Однако, как мы видели, Гёте и Руссо у Липкина лишены провидческого дара, и вряд ли потому, что они в меньшей степени поэты, чем "незрячий" Багрицкий. Наверное, дело в ином: романтик, несмотря на свою явную, детскую почти что, наивность, обладает интуитивным чутьем к силам хаоса, и он может почувствовать больше, чем могли понять мудрые рационалисты. Романтическая позиция не закрывает глаза человеку на присутствие хаоса, на "неизбежный грозный рок" - в этом ее сила, но она же влечет и к признанию, что "В жизни прекрасен лишь хаос, / И в нем-то и ясность и строй", - и в этом ее слабость.

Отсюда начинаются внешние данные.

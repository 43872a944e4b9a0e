use std::time::Duration;

use async_trait::async_trait;
use reqwest::Client;
use serde::de::DeserializeOwned;
use serde::Serialize;
use url::Url;

use crate::error::{Error, Result};
use crate::models::{
    AnalyzeRequest, Chapter, Character, CharacterRelation, Foreshadowing, Item, KnowledgeBase,
    Location, Outline, OutlineNode, Project, Proposal, WritingStyle, Worldview,
};

use super::assistant::AssistantBackend;
use super::config_service;

/// Client for the novel manager's REST backend.
#[derive(Debug)]
pub struct ApiClient {
    client: Client,
    base_url: Url,
}

impl ApiClient {
    pub fn new(base_url: &str, timeout: Duration) -> Result<Self> {
        let base_url = Url::parse(base_url)
            .map_err(|e| Error::Config(format!("invalid backend URL: {e}")))?;
        let client = Client::builder()
            .timeout(timeout)
            .build()
            .map_err(|e| Error::Network(format!("failed to create HTTP client: {e}")))?;

        Ok(Self { client, base_url })
    }

    /// Create a client from the app's configuration.
    pub fn from_config() -> Result<Self> {
        let config = config_service::load_config()?;
        Self::new(
            &config.backend_url,
            Duration::from_secs(config.request_timeout_secs),
        )
    }

    fn endpoint(&self, path: &str) -> Result<Url> {
        let joined = format!(
            "{}/{}",
            self.base_url.as_str().trim_end_matches('/'),
            path.trim_start_matches('/')
        );
        Url::parse(&joined).map_err(|e| Error::Network(format!("invalid endpoint: {e}")))
    }

    async fn decode<T: DeserializeOwned>(response: reqwest::Response) -> Result<T> {
        if !response.status().is_success() {
            let status = response.status();
            let error_text = response.text().await.unwrap_or_default();
            return Err(Error::Network(format!("API error ({status}): {error_text}")));
        }
        response
            .json()
            .await
            .map_err(|e| Error::Network(format!("failed to parse response: {e}")))
    }

    async fn get_json<T: DeserializeOwned>(&self, path: &str) -> Result<T> {
        let response = self.client.get(self.endpoint(path)?).send().await?;
        Self::decode(response).await
    }

    async fn post_json<T: DeserializeOwned>(
        &self,
        path: &str,
        body: &(impl Serialize + ?Sized),
    ) -> Result<T> {
        let response = self
            .client
            .post(self.endpoint(path)?)
            .json(body)
            .send()
            .await?;
        Self::decode(response).await
    }

    async fn put_json<T: DeserializeOwned>(
        &self,
        path: &str,
        body: &(impl Serialize + ?Sized),
    ) -> Result<T> {
        let response = self
            .client
            .put(self.endpoint(path)?)
            .json(body)
            .send()
            .await?;
        Self::decode(response).await
    }

    async fn delete(&self, path: &str) -> Result<()> {
        let response = self.client.delete(self.endpoint(path)?).send().await?;
        if !response.status().is_success() {
            let status = response.status();
            let error_text = response.text().await.unwrap_or_default();
            return Err(Error::Network(format!("API error ({status}): {error_text}")));
        }
        Ok(())
    }

    // ------------------------------------------------------------------
    // Projects
    // ------------------------------------------------------------------

    pub async fn list_projects(&self) -> Result<Vec<Project>> {
        self.get_json("projects").await
    }

    pub async fn create_project(&self, body: &impl Serialize) -> Result<Project> {
        self.post_json("projects", body).await
    }

    pub async fn get_project(&self, id: i64) -> Result<Project> {
        self.get_json(&format!("projects/{id}")).await
    }

    pub async fn update_project(&self, id: i64, body: &impl Serialize) -> Result<Project> {
        self.put_json(&format!("projects/{id}"), body).await
    }

    pub async fn delete_project(&self, id: i64) -> Result<()> {
        self.delete(&format!("projects/{id}")).await
    }

    // ------------------------------------------------------------------
    // Outline
    // ------------------------------------------------------------------

    pub async fn get_outline(&self, project_id: i64, hierarchy: bool) -> Result<Outline> {
        let path = if hierarchy {
            format!("projects/{project_id}/outline?hierarchy=true")
        } else {
            format!("projects/{project_id}/outline")
        };
        self.get_json(&path).await
    }

    pub async fn generate_outline(
        &self,
        project_id: i64,
        body: &impl Serialize,
    ) -> Result<Outline> {
        self.post_json(&format!("projects/{project_id}/outline/generate"), body)
            .await
    }

    pub async fn update_outline_node(
        &self,
        node_id: i64,
        body: &impl Serialize,
    ) -> Result<OutlineNode> {
        self.put_json(&format!("outline-chapters/{node_id}"), body)
            .await
    }

    pub async fn add_outline_node(
        &self,
        outline_id: i64,
        body: &impl Serialize,
    ) -> Result<OutlineNode> {
        self.post_json(&format!("chapters/outline/{outline_id}/chapters"), body)
            .await
    }

    pub async fn delete_outline_node(&self, node_id: i64) -> Result<()> {
        self.delete(&format!("chapters/outline-chapter/{node_id}"))
            .await
    }

    // ------------------------------------------------------------------
    // Chapters
    // ------------------------------------------------------------------

    pub async fn get_chapter(&self, outline_chapter_id: i64) -> Result<Option<Chapter>> {
        self.get_json(&format!("chapters/outline-chapter/{outline_chapter_id}"))
            .await
    }

    pub async fn save_chapter(
        &self,
        outline_chapter_id: i64,
        body: &impl Serialize,
    ) -> Result<Chapter> {
        self.post_json(&format!("chapters/outline-chapter/{outline_chapter_id}"), body)
            .await
    }

    pub async fn delete_chapter(&self, chapter_id: i64) -> Result<()> {
        self.delete(&format!("chapters/{chapter_id}")).await
    }

    pub async fn project_chapters(&self, project_id: i64) -> Result<Vec<Chapter>> {
        self.get_json(&format!("chapters/project/{project_id}")).await
    }

    // ------------------------------------------------------------------
    // Characters
    // ------------------------------------------------------------------

    pub async fn list_characters(&self, project_id: i64) -> Result<Vec<Character>> {
        self.get_json(&format!("characters/project/{project_id}")).await
    }

    pub async fn create_character(&self, body: &impl Serialize) -> Result<Character> {
        self.post_json("characters", body).await
    }

    pub async fn update_character(&self, id: i64, body: &impl Serialize) -> Result<Character> {
        self.put_json(&format!("characters/{id}"), body).await
    }

    pub async fn delete_character(&self, id: i64) -> Result<()> {
        self.delete(&format!("characters/{id}")).await
    }

    pub async fn create_relation(
        &self,
        character_id: i64,
        body: &impl Serialize,
    ) -> Result<CharacterRelation> {
        self.post_json(&format!("characters/{character_id}/relations"), body)
            .await
    }

    pub async fn update_relation(
        &self,
        character_id: i64,
        relation_id: i64,
        body: &impl Serialize,
    ) -> Result<CharacterRelation> {
        self.put_json(
            &format!("characters/{character_id}/relations/{relation_id}"),
            body,
        )
        .await
    }

    pub async fn delete_relation(&self, character_id: i64, relation_id: i64) -> Result<()> {
        self.delete(&format!("characters/{character_id}/relations/{relation_id}"))
            .await
    }

    // ------------------------------------------------------------------
    // Worldview, locations, items, foreshadowings
    // ------------------------------------------------------------------

    pub async fn list_worldviews(&self, project_id: i64) -> Result<Vec<Worldview>> {
        self.get_json(&format!("worldviews/project/{project_id}")).await
    }

    pub async fn create_worldview(&self, body: &impl Serialize) -> Result<Worldview> {
        self.post_json("worldviews", body).await
    }

    pub async fn update_worldview(&self, id: i64, body: &impl Serialize) -> Result<Worldview> {
        self.put_json(&format!("worldviews/{id}"), body).await
    }

    pub async fn delete_worldview(&self, id: i64) -> Result<()> {
        self.delete(&format!("worldviews/{id}")).await
    }

    pub async fn list_locations(&self, project_id: i64) -> Result<Vec<Location>> {
        self.get_json(&format!("locations/project/{project_id}")).await
    }

    pub async fn create_location(&self, body: &impl Serialize) -> Result<Location> {
        self.post_json("locations", body).await
    }

    pub async fn update_location(&self, id: i64, body: &impl Serialize) -> Result<Location> {
        self.put_json(&format!("locations/{id}"), body).await
    }

    pub async fn delete_location(&self, id: i64) -> Result<()> {
        self.delete(&format!("locations/{id}")).await
    }

    pub async fn list_items(&self, project_id: i64) -> Result<Vec<Item>> {
        self.get_json(&format!("items/project/{project_id}")).await
    }

    pub async fn create_item(&self, body: &impl Serialize) -> Result<Item> {
        self.post_json("items", body).await
    }

    pub async fn update_item(&self, id: i64, body: &impl Serialize) -> Result<Item> {
        self.put_json(&format!("items/{id}"), body).await
    }

    pub async fn delete_item(&self, id: i64) -> Result<()> {
        self.delete(&format!("items/{id}")).await
    }

    pub async fn list_foreshadowings(&self, project_id: i64) -> Result<Vec<Foreshadowing>> {
        self.get_json(&format!("foreshadowings/project/{project_id}"))
            .await
    }

    pub async fn create_foreshadowing(&self, body: &impl Serialize) -> Result<Foreshadowing> {
        self.post_json("foreshadowings", body).await
    }

    pub async fn update_foreshadowing(
        &self,
        id: i64,
        body: &impl Serialize,
    ) -> Result<Foreshadowing> {
        self.put_json(&format!("foreshadowings/{id}"), body).await
    }

    pub async fn delete_foreshadowing(&self, id: i64) -> Result<()> {
        self.delete(&format!("foreshadowings/{id}")).await
    }

    // ------------------------------------------------------------------
    // Writing style
    // ------------------------------------------------------------------

    pub async fn get_writing_style(&self, project_id: i64) -> Result<Option<WritingStyle>> {
        self.get_json(&format!("writing-styles/project/{project_id}"))
            .await
    }

    pub async fn save_writing_style(
        &self,
        project_id: i64,
        body: &impl Serialize,
    ) -> Result<WritingStyle> {
        self.post_json(&format!("writing-styles/project/{project_id}"), body)
            .await
    }

    pub async fn delete_writing_style(&self, id: i64) -> Result<()> {
        self.delete(&format!("writing-styles/{id}")).await
    }

    // ------------------------------------------------------------------
    // AI assistant
    // ------------------------------------------------------------------

    pub async fn analyze(&self, request: &AnalyzeRequest) -> Result<Proposal> {
        self.post_json("ai-assistant/analyze", request).await
    }

    pub async fn knowledge_base(&self, project_id: i64) -> Result<KnowledgeBase> {
        self.get_json(&format!("ai-assistant/knowledge-base/{project_id}"))
            .await
    }
}

#[async_trait]
impl AssistantBackend for ApiClient {
    async fn analyze(&self, request: AnalyzeRequest) -> Result<Proposal> {
        ApiClient::analyze(self, &request).await
    }

    async fn knowledge_base(&self, project_id: i64) -> Result<KnowledgeBase> {
        ApiClient::knowledge_base(self, project_id).await
    }
}

#[cfg(test)]
mod tests {
    use super::*;

    #[test]
    fn endpoints_join_cleanly() {
        let client = ApiClient::new("http://localhost:5001/api", Duration::from_secs(5)).unwrap();
        assert_eq!(
            client.endpoint("characters/project/3").unwrap().as_str(),
            "http://localhost:5001/api/characters/project/3"
        );
        assert_eq!(
            client.endpoint("/projects").unwrap().as_str(),
            "http://localhost:5001/api/projects"
        );
    }

    #[test]
    fn invalid_base_url_is_a_config_error() {
        let err = ApiClient::new("not a url", Duration::from_secs(5)).unwrap_err();
        assert!(matches!(err, Error::Config(_)));
    }
}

В контексте поэзии Липкина такое признание есть капитуляция культуры, отказ от миссии добывать и утверждать смысл и закон бытия.
Наиболее драматично разворачивается в поэзии Липкина диалог с библейской традицией. Библейские архетипы, пластически запечатлевшие концепцию Божественного закона, постоянно актуализируются Липкиным. Но, воскресая, они предстают в предельно оксюморонных обличьях. Так, в стихотворении "Моисей (1967) библейский пророк ведет свой народ "тропою концентрационной, / где ночь бессонна, как тюрьма, / трубой канализационной, среди помоев и дерьма", а Бог является ему в пламени газовен:
Я шел. И грозен и духовен
Впервые Бог открылся мне,
Пылая пламенем газовен
В неопалимой купине.
А в стихотворении "Богородица" (1956) евангельский миф о рождении Иисуса повторяется, но не в Вифлееме, а в еврейском гетто, и заканчивается расстрелом Марии ("не стала иконой прославленной. . . ") и младенца-Христа. Однако несмотря на "вывернутость" евангельского сюжета в кошмаре Холокоста, несмотря ни на что
. . . так началось воскресенье
Людей, и любви, и земли.
Иначе говоря, даже вывернутый и растерзанный, даже уничтоженный евангельский сюжет сохраняет свой духовный смысл. Может быть, потому, что это все равно история о невинной Жертве? об убийстве Сына Человеческого?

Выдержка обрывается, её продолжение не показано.